**Directions for this task**
Write the entries out again. Each one must match exactly.

**Records**
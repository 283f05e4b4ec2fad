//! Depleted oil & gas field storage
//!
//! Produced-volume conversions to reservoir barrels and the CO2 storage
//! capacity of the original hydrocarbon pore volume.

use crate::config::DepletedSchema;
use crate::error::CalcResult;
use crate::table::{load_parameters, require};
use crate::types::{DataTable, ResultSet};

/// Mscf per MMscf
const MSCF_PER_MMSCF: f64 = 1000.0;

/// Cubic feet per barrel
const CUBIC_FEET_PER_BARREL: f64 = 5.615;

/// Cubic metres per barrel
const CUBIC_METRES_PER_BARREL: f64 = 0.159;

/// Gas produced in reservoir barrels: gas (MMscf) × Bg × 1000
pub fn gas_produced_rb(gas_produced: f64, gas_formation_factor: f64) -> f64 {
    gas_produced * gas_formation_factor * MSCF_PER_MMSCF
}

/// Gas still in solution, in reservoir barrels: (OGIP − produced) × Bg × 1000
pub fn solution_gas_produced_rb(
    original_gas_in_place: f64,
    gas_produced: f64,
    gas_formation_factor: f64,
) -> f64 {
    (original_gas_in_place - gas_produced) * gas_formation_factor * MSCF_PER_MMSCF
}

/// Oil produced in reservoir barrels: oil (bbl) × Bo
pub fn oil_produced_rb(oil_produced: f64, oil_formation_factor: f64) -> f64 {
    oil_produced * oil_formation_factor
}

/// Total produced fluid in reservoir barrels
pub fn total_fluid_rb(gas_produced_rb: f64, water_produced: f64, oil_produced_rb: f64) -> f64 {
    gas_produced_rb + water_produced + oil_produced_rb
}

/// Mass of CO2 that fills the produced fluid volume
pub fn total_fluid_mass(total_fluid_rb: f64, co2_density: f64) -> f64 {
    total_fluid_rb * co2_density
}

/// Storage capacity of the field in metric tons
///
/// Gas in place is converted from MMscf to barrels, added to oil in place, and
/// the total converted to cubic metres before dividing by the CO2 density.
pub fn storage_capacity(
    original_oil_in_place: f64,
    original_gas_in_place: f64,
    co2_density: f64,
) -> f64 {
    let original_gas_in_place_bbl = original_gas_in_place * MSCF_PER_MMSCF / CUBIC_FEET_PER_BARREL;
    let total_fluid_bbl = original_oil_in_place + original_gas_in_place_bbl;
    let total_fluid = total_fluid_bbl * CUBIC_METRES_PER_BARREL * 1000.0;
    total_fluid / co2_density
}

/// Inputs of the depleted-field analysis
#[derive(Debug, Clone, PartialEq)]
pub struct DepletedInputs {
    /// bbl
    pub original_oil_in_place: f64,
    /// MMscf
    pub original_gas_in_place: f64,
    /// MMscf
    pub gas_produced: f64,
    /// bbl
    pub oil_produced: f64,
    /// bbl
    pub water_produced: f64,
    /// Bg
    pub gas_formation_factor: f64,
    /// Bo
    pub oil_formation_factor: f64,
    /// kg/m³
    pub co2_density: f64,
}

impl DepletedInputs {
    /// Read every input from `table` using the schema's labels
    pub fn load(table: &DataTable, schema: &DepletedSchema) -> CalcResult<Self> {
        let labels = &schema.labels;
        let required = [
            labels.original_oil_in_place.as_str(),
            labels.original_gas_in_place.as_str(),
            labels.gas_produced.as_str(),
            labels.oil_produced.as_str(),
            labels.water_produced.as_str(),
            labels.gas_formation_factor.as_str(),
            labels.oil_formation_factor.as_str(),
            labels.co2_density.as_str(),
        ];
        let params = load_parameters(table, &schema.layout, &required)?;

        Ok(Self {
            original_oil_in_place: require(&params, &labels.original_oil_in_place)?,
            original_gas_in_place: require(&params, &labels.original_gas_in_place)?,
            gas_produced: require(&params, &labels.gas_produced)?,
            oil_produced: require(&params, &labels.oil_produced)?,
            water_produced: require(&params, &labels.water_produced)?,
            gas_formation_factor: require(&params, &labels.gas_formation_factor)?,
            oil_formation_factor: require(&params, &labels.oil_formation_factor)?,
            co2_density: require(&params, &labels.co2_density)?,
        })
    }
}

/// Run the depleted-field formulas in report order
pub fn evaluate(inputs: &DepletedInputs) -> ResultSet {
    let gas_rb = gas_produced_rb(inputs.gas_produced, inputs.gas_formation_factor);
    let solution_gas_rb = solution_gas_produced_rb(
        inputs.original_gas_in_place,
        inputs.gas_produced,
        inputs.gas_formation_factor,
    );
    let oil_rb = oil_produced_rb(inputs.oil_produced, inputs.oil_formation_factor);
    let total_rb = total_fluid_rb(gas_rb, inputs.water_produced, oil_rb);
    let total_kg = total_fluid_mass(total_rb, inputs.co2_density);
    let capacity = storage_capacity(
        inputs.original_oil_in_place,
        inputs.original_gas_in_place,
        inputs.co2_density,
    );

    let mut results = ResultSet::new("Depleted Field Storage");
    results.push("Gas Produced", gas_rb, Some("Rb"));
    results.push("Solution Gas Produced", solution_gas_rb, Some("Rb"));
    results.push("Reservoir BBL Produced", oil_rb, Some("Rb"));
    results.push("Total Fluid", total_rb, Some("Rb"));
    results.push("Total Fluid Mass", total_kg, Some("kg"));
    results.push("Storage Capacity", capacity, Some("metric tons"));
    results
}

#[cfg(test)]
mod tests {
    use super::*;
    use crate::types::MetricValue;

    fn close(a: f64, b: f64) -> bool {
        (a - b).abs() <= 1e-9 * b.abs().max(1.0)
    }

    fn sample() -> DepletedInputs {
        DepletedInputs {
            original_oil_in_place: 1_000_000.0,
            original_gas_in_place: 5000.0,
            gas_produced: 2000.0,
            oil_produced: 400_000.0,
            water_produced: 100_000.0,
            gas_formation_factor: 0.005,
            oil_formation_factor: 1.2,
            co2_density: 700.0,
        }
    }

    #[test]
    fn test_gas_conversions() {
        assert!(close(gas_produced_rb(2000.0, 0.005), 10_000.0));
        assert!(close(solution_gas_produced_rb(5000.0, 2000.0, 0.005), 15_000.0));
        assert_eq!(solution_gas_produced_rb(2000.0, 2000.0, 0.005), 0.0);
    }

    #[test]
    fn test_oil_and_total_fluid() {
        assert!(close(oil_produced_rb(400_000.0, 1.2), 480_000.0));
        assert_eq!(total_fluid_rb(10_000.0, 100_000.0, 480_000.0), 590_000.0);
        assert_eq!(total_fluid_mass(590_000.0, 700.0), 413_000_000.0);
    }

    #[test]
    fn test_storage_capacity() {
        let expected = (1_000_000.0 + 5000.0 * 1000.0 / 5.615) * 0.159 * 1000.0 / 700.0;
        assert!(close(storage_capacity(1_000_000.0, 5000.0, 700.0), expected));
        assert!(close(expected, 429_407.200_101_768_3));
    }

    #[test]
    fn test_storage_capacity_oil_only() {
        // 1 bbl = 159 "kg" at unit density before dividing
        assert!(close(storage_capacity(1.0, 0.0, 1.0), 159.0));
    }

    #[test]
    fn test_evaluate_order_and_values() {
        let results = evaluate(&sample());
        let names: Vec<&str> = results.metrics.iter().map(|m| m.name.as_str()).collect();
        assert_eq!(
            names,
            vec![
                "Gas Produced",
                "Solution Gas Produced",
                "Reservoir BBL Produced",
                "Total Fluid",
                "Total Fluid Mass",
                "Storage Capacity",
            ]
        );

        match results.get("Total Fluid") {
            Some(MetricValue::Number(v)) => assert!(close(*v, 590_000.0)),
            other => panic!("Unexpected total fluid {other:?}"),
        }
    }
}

**Output for this task**
repository 283f05e4b4ec2fad
//! Depleted oil & gas field storage
//!
//! Produced-volume conversions to reservoir barrels and the CO2 storage
//! capacity of the original hydrocarbon pore volume.

use crate::config::DepletedSchema;
use crate::error::CalcResult;
use crate::table::{load_parameters, require};
use crate::types::{DataTable, ResultSet};

/// Mscf per MMscf
const MSCF_PER_MMSCF: f64 = 1000.0;

/// Cubic feet per barrel
const CUBIC_FEET_PER_BARREL: f64 = 5.615;

/// Cubic metres per barrel
const CUBIC_METRES_PER_BARREL: f64 = 0.159;

/// Gas produced in reservoir barrels: gas (MMscf) × Bg × 1000
pub fn gas_produced_rb(gas_produced: f64, gas_formation_factor: f64) -> f64 {
    gas_produced * gas_formation_factor * MSCF_PER_MMSCF
}

/// Gas still in solution, in reservoir barrels: (OGIP − produced) × Bg × 1000
pub fn solution_gas_produced_rb(
    original_gas_in_place: f64,
    gas_produced: f64,
    gas_formation_factor: f64,
) -> f64 {
    (original_gas_in_place - gas_produced) * gas_formation_factor * MSCF_PER_MMSCF
}

/// Oil produced in reservoir barrels: oil (bbl) × Bo
pub fn oil_produced_rb(oil_produced: f64, oil_formation_factor: f64) -> f64 {
    oil_produced * oil_formation_factor
}

/// Total produced fluid in reservoir barrels
pub fn total_fluid_rb(gas_produced_rb: f64, water_produced: f64, oil_produced_rb: f64) -> f64 {
    gas_produced_rb + water_produced + oil_produced_rb
}

/// Mass of CO2 that fills the produced fluid volume
pub fn total_fluid_mass(total_fluid_rb: f64, co2_density: f64) -> f64 {
    total_fluid_rb * co2_density
}

/// Storage capacity of the field in metric tons
///
/// Gas in place is converted from MMscf to barrels, added to oil in place, and
/// the total converted to cubic metres before dividing by the CO2 density.
pub fn storage_capacity(
    original_oil_in_place: f64,
    original_gas_in_place: f64,
    co2_density: f64,
) -> f64 {
    let original_gas_in_place_bbl = original_gas_in_place * MSCF_PER_MMSCF / CUBIC_FEET_PER_BARREL;
    let total_fluid_bbl = original_oil_in_place + original_gas_in_place_bbl;
    let total_fluid = total_fluid_bbl * CUBIC_METRES_PER_BARREL * 1000.0;
    total_fluid / co2_density
}

/// Inputs of the depleted-field analysis
#[derive(Debug, Clone, PartialEq)]
pub struct DepletedInputs {
    /// bbl
    pub original_oil_in_place: f64,
    /// MMscf
    pub original_gas_in_place: f64,
    /// MMscf
    pub gas_produced: f64,
    /// bbl
    pub oil_produced: f64,
    /// bbl
    pub water_produced: f64,
    /// Bg
    pub gas_formation_factor: f64,
    /// Bo
    pub oil_formation_factor: f64,
    /// kg/m³
    pub co2_density: f64,
}

impl DepletedInputs {
    /// Read every input from `table` using the schema's labels
    pub fn load(table: &DataTable, schema: &DepletedSchema) -> CalcResult<Self> {
        let labels = &schema.labels;
        let required = [
            labels.original_oil_in_place.as_str(),
            labels.original_gas_in_place.as_str(),
            labels.gas_produced.as_str(),
            labels.oil_produced.as_str(),
            labels.water_produced.as_str(),
            labels.gas_formation_factor.as_str(),
            labels.oil_formation_factor.as_str(),
            labels.co2_density.as_str(),
        ];
        let params = load_parameters(table, &schema.layout, &required)?;

        Ok(Self {
            original_oil_in_place: require(&params, &labels.original_oil_in_place)?,
            original_gas_in_place: require(&params, &labels.original_gas_in_place)?,
            gas_produced: require(&params, &labels.gas_produced)?,
            oil_produced: require(&params, &labels.oil_produced)?,
            water_produced: require(&params, &labels.water_produced)?,
            gas_formation_factor: require(&params, &labels.gas_formation_factor)?,
            oil_formation_factor: require(&params, &labels.oil_formation_factor)?,
            co2_density: require(&params, &labels.co2_density)?,
        })
    }
}

/// Run the depleted-field formulas in report order
pub fn evaluate(inputs: &DepletedInputs) -> ResultSet {
    let gas_rb = gas_produced_rb(inputs.gas_produced, inputs.gas_formation_factor);
    let solution_gas_rb = solution_gas_produced_rb(
        inputs.original_gas_in_place,
        inputs.gas_produced,
        inputs.gas_formation_factor,
    );
    let oil_rb = oil_produced_rb(inputs.oil_produced, inputs.oil_formation_factor);
    let total_rb = total_fluid_rb(gas_rb, inputs.water_produced, oil_rb);
    let total_kg = total_fluid_mass(total_rb, inputs.co2_density);
    let capacity = storage_capacity(
        inputs.original_oil_in_place,
        inputs.original_gas_in_place,
        inputs.co2_density,
    );

    let mut results = ResultSet::new("Depleted Field Storage");
    results.push("Gas Produced", gas_rb, Some("Rb"));
    results.push("Solution Gas Produced", solution_gas_rb, Some("Rb"));
    results.push("Reservoir BBL Produced", oil_rb, Some("Rb"));
    results.push("Total Fluid", total_rb, Some("Rb"));
    results.push("Total Fluid Mass", total_kg, Some("kg"));
    results.push("Storage Capacity", capacity, Some("metric tons"));
    results
}

#[cfg(test)]
mod tests {
    use super::*;
    use crate::types::MetricValue;

    fn close(a: f64, b: f64) -> bool {
        (a - b).abs() <= 1e-9 * b.abs().max(1.0)
    }

    fn sample() -> DepletedInputs {
        DepletedInputs {
            original_oil_in_place: 1_000_000.0,
            original_gas_in_place: 5000.0,
            gas_produced: 2000.0,
            oil_produced: 400_000.0,
            water_produced: 100_000.0,
            gas_formation_factor: 0.005,
            oil_formation_factor: 1.2,
            co2_density: 700.0,
        }
    }

    #[test]
    fn test_gas_conversions() {
        assert!(close(gas_produced_rb(2000.0, 0.005), 10_000.0));
        assert!(close(solution_gas_produced_rb(5000.0, 2000.0, 0.005), 15_000.0));
        assert_eq!(solution_gas_produced_rb(2000.0, 2000.0, 0.005), 0.0);
    }

    #[test]
    fn test_oil_and_total_fluid() {
        assert!(close(oil_produced_rb(400_000.0, 1.2), 480_000.0));
        assert_eq!(total_fluid_rb(10_000.0, 100_000.0, 480_000.0), 590_000.0);
        assert_eq!(total_fluid_mass(590_000.0, 700.0), 413_000_000.0);
    }

    #[test]
    fn test_storage_capacity() {
        let expected = (1_000_000.0 + 5000.0 * 1000.0 / 5.615) * 0.159 * 1000.0 / 700.0;
        assert!(close(storage_capacity(1_000_000.0, 5000.0, 700.0), expected));
        assert!(close(expected, 429_407.200_101_768_3));
    }

    #[test]
    fn test_storage_capacity_oil_only() {
        // 1 bbl = 159 "kg" at unit density before dividing
        assert!(close(storage_capacity(1.0, 0.0, 1.0), 159.0));
    }

    #[test]
    fn test_evaluate_order_and_values() {
        let results = evaluate(&sample());
        let names: Vec<&str> = results.metrics.iter().map(|m| m.name.as_str()).collect();
        assert_eq!(
            names,
            vec![
                "Gas Produced",
                "Solution Gas Produced",
                "Reservoir BBL Produced",
                "Total Fluid",
                "Total Fluid Mass",
                "Storage Capacity",
            ]
        );

        match results.get("Total Fluid") {
            Some(MetricValue::Number(v)) => assert!(close(*v, 590_000.0)),
            other => panic!("Unexpected total fluid {other:?}"),
        }
    }
}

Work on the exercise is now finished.